On the whole, strong stuff. There is enough here to suggest that SF is a vigorous culture still.

Pedant’s corner:- “the cluster of competing stories are growing” (the cluster is growing,) metastized (metastasised – I have also substituted s for the USian z,) remittance (remission,) minutia (minutiae,) her sisters’ ability to overcome her fear of their father (their fear?) rung (rang,) “I hate to come out of that jump (I’d hate to,) none of the …. have (none has,) a they as an antecedent to an it, and the killed (and killed,) the architecture of the brains are different (the architecture is different,) a yearning gap (the context suggests yawning gap,) “where his regiment were dining” (his regiment was dining,) a Queen Mother is addressed as “Your Royal Highness,” (I suspect that would still be, “Your Majesty,”) “the Queen Mother’s Office are asking” (is asking,) “the unit are still in the fold” (is still in the fold,) the start quote mark is omitted at a story’s beginning, stripped off (stripped of,) Becqurel Reindeer (they are radioactive, so I presume Becquerel,) borne (born,) Hitchens’ (Hitchens’s – which is used later,) jewelery (the USian is jewelry, in British English it’s jewellery,) the total affect (the noun is effect,) goddess’ (goddess’s, which is used 12 lines later!) equilibriums (equilibria,) Deluvian Flood Theory (Diluvian? – which means flood, so is this Flood Flood Theory?) “Hands were shook” (shaken,) a phenomena (phenomena is plural; one of them is a phenomenon,) “It’s the circulating domain of their receptors that are different” (is different,) sunk (sank,) rarified (rarefied,) talk to the them (no “the”,) none of us get (gets,) aureoles (context suggests areolae,) “that whole series were built” (that series was built,) “a great deal of time to attempting” (no need for the “to”,) “The chained aurora borealis flicker and vanish,” (if its one aurora borealis that should be “flickers and vanishes”; otherwise it’s aurorae boreales.) “We sweeped over the dark waves,” (I think that really ought to be “swept”,) hemi sphere (hemisphere,) the Van Oort belt (a confusion of Oort Cloud with Van Allen Belt?) infered (even USian surely has inferred?) borne of parents (born of; definitely born of.)

This Year’s Hugo Awards

These were announced at the SF Worldcon in London.

(I know I really ought to have gone but it was in Docklands rather than London proper and I don’t even like London much.
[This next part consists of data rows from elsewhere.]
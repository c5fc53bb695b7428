//! Research provider seam and bundled implementations.

use crate::config::HttpProviderConfig;
use crate::error::{EngineError, Result};
use crate::types::{ProviderFindings, ResearchContext};
use async_trait::async_trait;
use reqwest::Client;
use std::time::Duration;
use tracing::{debug, info};

/// One external research source. The orchestrator is generic over any
/// number of registered providers; implementations must be safe to call
/// concurrently.
#[async_trait]
pub trait ResearchProvider: Send + Sync {
    /// Name used in ledger rows and result provenance.
    fn name(&self) -> &str;

    /// Call type recorded in the ledger.
    fn call_type(&self) -> &str {
        "research"
    }

    /// Fetch this provider's partial findings for the given context.
    async fn research(&self, context: &ResearchContext) -> Result<ProviderFindings>;
}

/// Provider backed by an HTTP endpoint that accepts the research context
/// as JSON and answers with [`ProviderFindings`] JSON.
pub struct HttpResearchProvider {
    config: HttpProviderConfig,
    client: Client,
}

impl HttpResearchProvider {
    pub fn new(config: HttpProviderConfig) -> Result<Self> {
        let mut builder = Client::builder().timeout(Duration::from_secs(config.timeout_seconds));

        if let Some(api_key) = &config.api_key {
            let mut headers = reqwest::header::HeaderMap::new();
            let value = format!("Bearer {api_key}")
                .parse()
                .map_err(|_| EngineError::Config("API key is not a valid header value".to_string()))?;
            headers.insert(reqwest::header::AUTHORIZATION, value);
            builder = builder.default_headers(headers);
        }

        let client = builder.build()?;
        info!(provider = %config.name, endpoint = %config.endpoint, "initialized HTTP research provider");

        Ok(Self { config, client })
    }
}

#[async_trait]
impl ResearchProvider for HttpResearchProvider {
    fn name(&self) -> &str {
        &self.config.name
    }

    fn call_type(&self) -> &str {
        &self.config.call_type
    }

    async fn research(&self, context: &ResearchContext) -> Result<ProviderFindings> {
        debug!(provider = %self.config.name, "issuing research request");

        let response = self
            .client
            .post(&self.config.endpoint)
            .json(context)
            .send()
            .await?;

        if !response.status().is_success() {
            let status = response.status();
            let body = response.text().await.unwrap_or_default();
            return Err(EngineError::Provider(format!(
                "{} answered {status}: {body}",
                self.config.name
            )));
        }

        let findings: ProviderFindings = response.json().await?;
        debug!(
            provider = %self.config.name,
            rows = findings.rows(),
            "research request complete"
        );
        Ok(findings)
    }
}

/// Provider returning fixed findings. Useful for tests and for wiring
/// a deterministic source into development environments.
pub struct StaticProvider {
    name: String,
    findings: ProviderFindings,
}

impl StaticProvider {
    pub fn new(name: impl Into<String>, findings: ProviderFindings) -> Self {
        Self {
            name: name.into(),
            findings,
        }
    }
}

#[async_trait]
impl ResearchProvider for StaticProvider {
    fn name(&self) -> &str {
        &self.name
    }

    async fn research(&self, _context: &ResearchContext) -> Result<ProviderFindings> {
        Ok(self.findings.clone())
    }
}
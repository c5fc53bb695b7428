//! Provider call ledger and daily quota tracking.
//!
//! Every outbound provider call is appended to the durable ledger, and
//! the provider's same-day status is recomputed synchronously from the
//! ledger. Day rollover is lazy: the first log or status read of a new
//! UTC calendar day starts from zero. Ledger write failures propagate to
//! the caller; quota correctness cannot be verified without the ledger,
//! so callers must fail closed.

use crate::config::QuotaConfig;
use crate::error::Result;
use crate::store::DurableStore;
use crate::types::{DailyUsage, ProviderCallRecord, QuotaLevel, QuotaStatus};
use async_trait::async_trait;
use chrono::{DateTime, NaiveDate, Utc};
use dashmap::DashMap;
use std::sync::Arc;
use std::time::Duration;
use tracing::{debug, warn};
use uuid::Uuid;

/// Destination for quota alerts. No delivery channel is mandated.
#[async_trait]
pub trait AlertSink: Send + Sync {
    async fn notify(&self, provider: &str, status: &QuotaStatus);
}

/// Default sink: a structured warning in the log stream.
pub struct TracingAlertSink;

#[async_trait]
impl AlertSink for TracingAlertSink {
    async fn notify(&self, provider: &str, status: &QuotaStatus) {
        warn!(
            provider,
            used = status.used_today,
            limit = status.daily_limit,
            level = ?status.level,
            "provider quota alert"
        );
    }
}

/// Tracks per-provider daily call budgets against the durable ledger.
pub struct UsageTracker {
    store: Arc<dyn DurableStore>,
    alerts: Arc<dyn AlertSink>,
    config: QuotaConfig,
    // Alert suppression state, per provider. Process-lifetime scoped.
    last_alert: DashMap<String, DateTime<Utc>>,
}

impl UsageTracker {
    pub fn new(store: Arc<dyn DurableStore>, alerts: Arc<dyn AlertSink>, config: QuotaConfig) -> Self {
        Self {
            store,
            alerts,
            config,
            last_alert: DashMap::new(),
        }
    }

    /// Append one call record, recompute today's status, and alert if the
    /// status is degraded and the last alert for this provider is older
    /// than the cooldown window.
    #[allow(clippy::too_many_arguments)]
    pub async fn log_call(
        &self,
        provider: &str,
        call_type: &str,
        rows_fetched: u32,
        latency: Duration,
        success: bool,
        error: Option<String>,
        run_id: Uuid,
    ) -> Result<ProviderCallRecord> {
        let record = ProviderCallRecord {
            id: Uuid::new_v4(),
            provider: provider.to_string(),
            call_type: call_type.to_string(),
            rows_fetched,
            latency_ms: latency.as_millis() as u64,
            success,
            error,
            run_id,
            timestamp: Utc::now(),
        };

        self.store.ledger_append(&record).await?;

        let status = self.status_for(provider, record.timestamp.date_naive()).await?;
        debug!(
            provider,
            used = status.used_today,
            remaining = status.remaining,
            level = ?status.level,
            "provider call logged"
        );

        if status.level != QuotaLevel::Healthy && self.alert_window_open(provider) {
            self.alerts.notify(provider, &status).await;
            self.last_alert.insert(provider.to_string(), Utc::now());
        }

        Ok(record)
    }

    /// Pre-flight admission check: true iff at least `n` calls remain in
    /// today's budget. A ledger read failure propagates so callers can
    /// fail closed.
    pub async fn check_available(&self, provider: &str, n: u32) -> Result<bool> {
        let status = self.get_quota_status(provider, None).await?;
        Ok(status.remaining >= n)
    }

    /// Status for the given day, or today. Days with no ledger rows yield
    /// a synthetic zero-usage, full-remaining status.
    pub async fn get_quota_status(
        &self,
        provider: &str,
        date: Option<NaiveDate>,
    ) -> Result<QuotaStatus> {
        let date = date.unwrap_or_else(|| Utc::now().date_naive());
        self.status_for(provider, date).await
    }

    /// Per-day usage aggregates for the trailing window. Reporting only;
    /// admission decisions never consult history.
    pub async fn get_history(&self, provider: &str, days: u32) -> Result<Vec<DailyUsage>> {
        self.store.ledger_daily_usage(provider, days).await
    }

    async fn status_for(&self, provider: &str, date: NaiveDate) -> Result<QuotaStatus> {
        let daily_limit = self.config.daily_limit(provider);
        let used_today = self.store.ledger_calls_on(provider, date).await?;

        let fraction = if daily_limit == 0 {
            1.0
        } else {
            used_today as f32 / daily_limit as f32
        };

        Ok(QuotaStatus {
            provider: provider.to_string(),
            date,
            daily_limit,
            used_today,
            remaining: daily_limit.saturating_sub(used_today),
            percent_used: fraction * 100.0,
            level: QuotaLevel::classify(
                fraction,
                self.config.warning_threshold,
                self.config.critical_threshold,
            ),
            last_alert_sent: self.last_alert.get(provider).map(|entry| *entry),
        })
    }

    fn alert_window_open(&self, provider: &str) -> bool {
        match self.last_alert.get(provider) {
            Some(sent) => Utc::now() - *sent > self.config.alert_cooldown(),
            None => true,
        }
    }
}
Perhaps I’m tired of life.)

The winners for fiction were:-

Best novel: Ancillary Justice by Ann Leckie

Best novella: Equoid by Charles Stross

Best novelette: The Lady Astronaut of Mars by Mary Robinette Kowal

Best short story: The Water That Falls on You from Nowhere by John Chu

Of these I’ve read only the novel winner but congratulations to all.